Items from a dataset
------------------------------

// stubgen_codegen_java - Java stub source generation from an API surface
//! The Stub Unit Renderer.
//!
//! Given a parsed public-API declaration this crate renders a compilation
//! unit that is source-compatible with real call sites while guaranteeing
//! that any invocation fails immediately: every executable member body is
//! `throw new RuntimeException("Stub!");`. Compile-time constants keep their
//! real literals so consumers can constant-fold against the stub, and
//! Javadoc (`@apiSince` tags included) is carried through verbatim.

mod builder;
mod config;
mod error;
mod renderer;

pub use builder::{JavaCompilationUnit, JavaSourceBuilder};
pub use config::StubGenConfig;
pub use error::RenderError;
pub use renderer::{plan_units, RenderedUnit, StubRenderer, UnitPlan};

#[cfg(test)]
mod tests;
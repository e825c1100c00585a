// stubgen_codegen_java/renderer/types - Type references and literals
use super::StubRenderer;
use stubgen_api::{ConstantValue, TypeRef, WildcardBound};

impl StubRenderer {
    /// Render a type reference, registering imports for dot-qualified names
    /// along the way.
    pub(crate) fn generate_type(&mut self, type_ref: &TypeRef) -> String {
        match type_ref {
            TypeRef::Void => "void".to_string(),
            TypeRef::Primitive(primitive) => primitive.as_str().to_string(),
            TypeRef::Named { name, type_args } => {
                let rendered_name = self.register_type_name(name);
                if type_args.is_empty() {
                    rendered_name
                } else {
                    let args = type_args
                        .iter()
                        .map(|arg| self.generate_type(arg))
                        .collect::<Vec<_>>()
                        .join(", ");
                    format!("{}<{}>", rendered_name, args)
                }
            }
            TypeRef::Array {
                element,
                dimensions,
            } => {
                let mut rendered = self.generate_type(element);
                for _ in 0..*dimensions {
                    rendered.push_str("[]");
                }
                rendered
            }
            TypeRef::Wildcard(bound) => match bound {
                WildcardBound::Unbounded => "?".to_string(),
                WildcardBound::Extends(inner) => {
                    format!("? extends {}", self.generate_type(inner))
                }
                WildcardBound::Super(inner) => format!("? super {}", self.generate_type(inner)),
            },
        }
    }

    /// Java source spelling of a constant literal.
    pub(crate) fn render_constant(value: &ConstantValue) -> String {
        match value {
            ConstantValue::String(text) => format!("\"{}\"", escape_string(text)),
            ConstantValue::Char(c) => format!("'{}'", escape_char(*c)),
            ConstantValue::Int(value) => value.to_string(),
            ConstantValue::Long(value) => format!("{}L", value),
            // Floating literals keep their surface spelling, suffix and all.
            ConstantValue::Float(text) | ConstantValue::Double(text) => text.clone(),
            ConstantValue::Boolean(value) => value.to_string(),
            ConstantValue::Null => "null".to_string(),
        }
    }

    /// Placeholder initializer for a `final` field whose real value only
    /// exists at runtime.
    pub(crate) fn sentinel_literal(type_ref: &TypeRef) -> String {
        match type_ref {
            TypeRef::Primitive(primitive) => primitive.default_literal().to_string(),
            _ => "null".to_string(),
        }
    }
}

fn escape_string(text: &str) -> String {
    let mut escaped = String::with_capacity(text.len());
    for c in text.chars() {
        match c {
            '"' => escaped.push_str("\\\""),
            '\\' => escaped.push_str("\\\\"),
            '\n' => escaped.push_str("\\n"),
            '\t' => escaped.push_str("\\t"),
            '\r' => escaped.push_str("\\r"),
            '\0' => escaped.push_str("\\0"),
            c if (c as u32) < 0x20 => {
                escaped.push_str(&format!("\\u{:04x}", c as u32));
            }
            c => escaped.push(c),
        }
    }
    escaped
}

fn escape_char(c: char) -> String {
    match c {
        '\'' => "\\'".to_string(),
        '\\' => "\\\\".to_string(),
        '\n' => "\\n".to_string(),
        '\t' => "\\t".to_string(),
        '\r' => "\\r".to_string(),
        '\0' => "\\0".to_string(),
        c if (c as u32) < 0x20 => format!("\\u{:04x}", c as u32),
        c => c.to_string(),
    }
}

------------------------------

Exactly how many lines of the records include "null"? Provide the number by itself.

2